WHAT IS EXPECTED: Every line from the one containing "let bounds = glyph.px_bounds();" to the one containing "fn outline(&self, text: &str, scale: PxScale)" in the records below, both included, must be set down exactly, and no other line.

____ DATA LISTING

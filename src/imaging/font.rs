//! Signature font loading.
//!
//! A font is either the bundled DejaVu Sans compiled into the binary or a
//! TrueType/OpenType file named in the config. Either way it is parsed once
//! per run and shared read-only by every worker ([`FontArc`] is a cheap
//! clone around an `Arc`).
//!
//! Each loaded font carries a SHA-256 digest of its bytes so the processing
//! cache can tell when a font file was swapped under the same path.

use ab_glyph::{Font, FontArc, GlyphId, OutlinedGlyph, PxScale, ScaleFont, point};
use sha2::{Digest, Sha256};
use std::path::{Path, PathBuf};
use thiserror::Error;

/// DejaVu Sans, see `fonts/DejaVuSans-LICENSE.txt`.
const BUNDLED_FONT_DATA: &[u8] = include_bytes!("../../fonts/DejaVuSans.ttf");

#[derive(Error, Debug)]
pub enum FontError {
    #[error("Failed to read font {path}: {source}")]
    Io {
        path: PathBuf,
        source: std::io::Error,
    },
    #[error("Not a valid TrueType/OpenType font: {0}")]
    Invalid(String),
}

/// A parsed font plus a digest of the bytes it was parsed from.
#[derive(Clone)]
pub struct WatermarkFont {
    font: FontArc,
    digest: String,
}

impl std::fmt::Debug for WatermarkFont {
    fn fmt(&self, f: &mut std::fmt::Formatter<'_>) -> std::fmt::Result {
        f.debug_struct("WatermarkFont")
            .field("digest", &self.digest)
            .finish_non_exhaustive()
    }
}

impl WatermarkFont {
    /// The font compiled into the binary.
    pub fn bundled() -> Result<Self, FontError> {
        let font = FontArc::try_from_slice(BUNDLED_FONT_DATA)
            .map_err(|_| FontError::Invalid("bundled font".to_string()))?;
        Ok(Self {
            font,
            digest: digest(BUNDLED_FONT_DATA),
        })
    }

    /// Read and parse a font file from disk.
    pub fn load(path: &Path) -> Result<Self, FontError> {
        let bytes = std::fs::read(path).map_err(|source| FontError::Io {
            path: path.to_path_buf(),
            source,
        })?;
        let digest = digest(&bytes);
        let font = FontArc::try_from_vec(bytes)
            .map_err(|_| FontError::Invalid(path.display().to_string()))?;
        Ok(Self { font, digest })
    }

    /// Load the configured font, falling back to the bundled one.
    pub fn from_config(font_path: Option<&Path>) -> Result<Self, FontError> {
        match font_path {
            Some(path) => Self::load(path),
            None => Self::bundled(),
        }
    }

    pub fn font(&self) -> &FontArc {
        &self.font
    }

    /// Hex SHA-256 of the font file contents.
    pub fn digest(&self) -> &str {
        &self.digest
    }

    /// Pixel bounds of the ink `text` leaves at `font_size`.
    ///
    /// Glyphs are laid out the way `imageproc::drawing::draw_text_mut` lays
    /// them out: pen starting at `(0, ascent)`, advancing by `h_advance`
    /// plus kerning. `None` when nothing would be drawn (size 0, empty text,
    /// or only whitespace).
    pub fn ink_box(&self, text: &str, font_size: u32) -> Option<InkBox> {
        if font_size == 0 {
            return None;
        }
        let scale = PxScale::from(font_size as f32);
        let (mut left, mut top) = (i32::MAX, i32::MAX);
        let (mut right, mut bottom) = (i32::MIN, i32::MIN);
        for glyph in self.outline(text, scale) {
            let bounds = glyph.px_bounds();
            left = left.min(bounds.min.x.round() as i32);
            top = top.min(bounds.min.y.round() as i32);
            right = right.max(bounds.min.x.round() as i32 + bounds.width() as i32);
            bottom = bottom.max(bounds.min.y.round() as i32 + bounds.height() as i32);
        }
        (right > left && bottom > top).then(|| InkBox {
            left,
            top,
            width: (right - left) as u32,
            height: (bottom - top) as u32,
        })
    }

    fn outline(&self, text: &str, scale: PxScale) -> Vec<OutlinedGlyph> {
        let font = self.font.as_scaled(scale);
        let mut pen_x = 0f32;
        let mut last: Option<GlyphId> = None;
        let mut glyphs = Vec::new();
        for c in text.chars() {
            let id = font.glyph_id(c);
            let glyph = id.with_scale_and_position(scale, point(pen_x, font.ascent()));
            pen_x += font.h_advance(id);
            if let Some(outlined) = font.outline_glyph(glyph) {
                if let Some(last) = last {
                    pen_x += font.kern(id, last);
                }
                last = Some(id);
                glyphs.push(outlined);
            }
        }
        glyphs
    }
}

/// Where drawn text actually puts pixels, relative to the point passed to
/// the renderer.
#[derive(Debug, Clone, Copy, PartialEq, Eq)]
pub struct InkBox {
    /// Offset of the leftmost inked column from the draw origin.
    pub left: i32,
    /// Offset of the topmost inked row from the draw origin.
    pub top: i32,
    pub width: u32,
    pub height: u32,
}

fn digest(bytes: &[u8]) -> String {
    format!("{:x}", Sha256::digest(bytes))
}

________

RESULT OF THE TASK:
            let bounds = glyph.px_bounds();
            left = left.min(bounds.min.x.round() as i32);
            top = top.min(bounds.min.y.round() as i32);
            right = right.max(bounds.min.x.round() as i32 + bounds.width() as i32);
            bottom = bottom.max(bounds.min.y.round() as i32 + bounds.height() as i32);
        }
        (right > left && bottom > top).then(|| InkBox {
            left,
            top,
            width: (right - left) as u32,
            height: (bottom - top) as u32,
        })
    }

    fn outline(&self, text: &str, scale: PxScale) -> Vec<OutlinedGlyph> {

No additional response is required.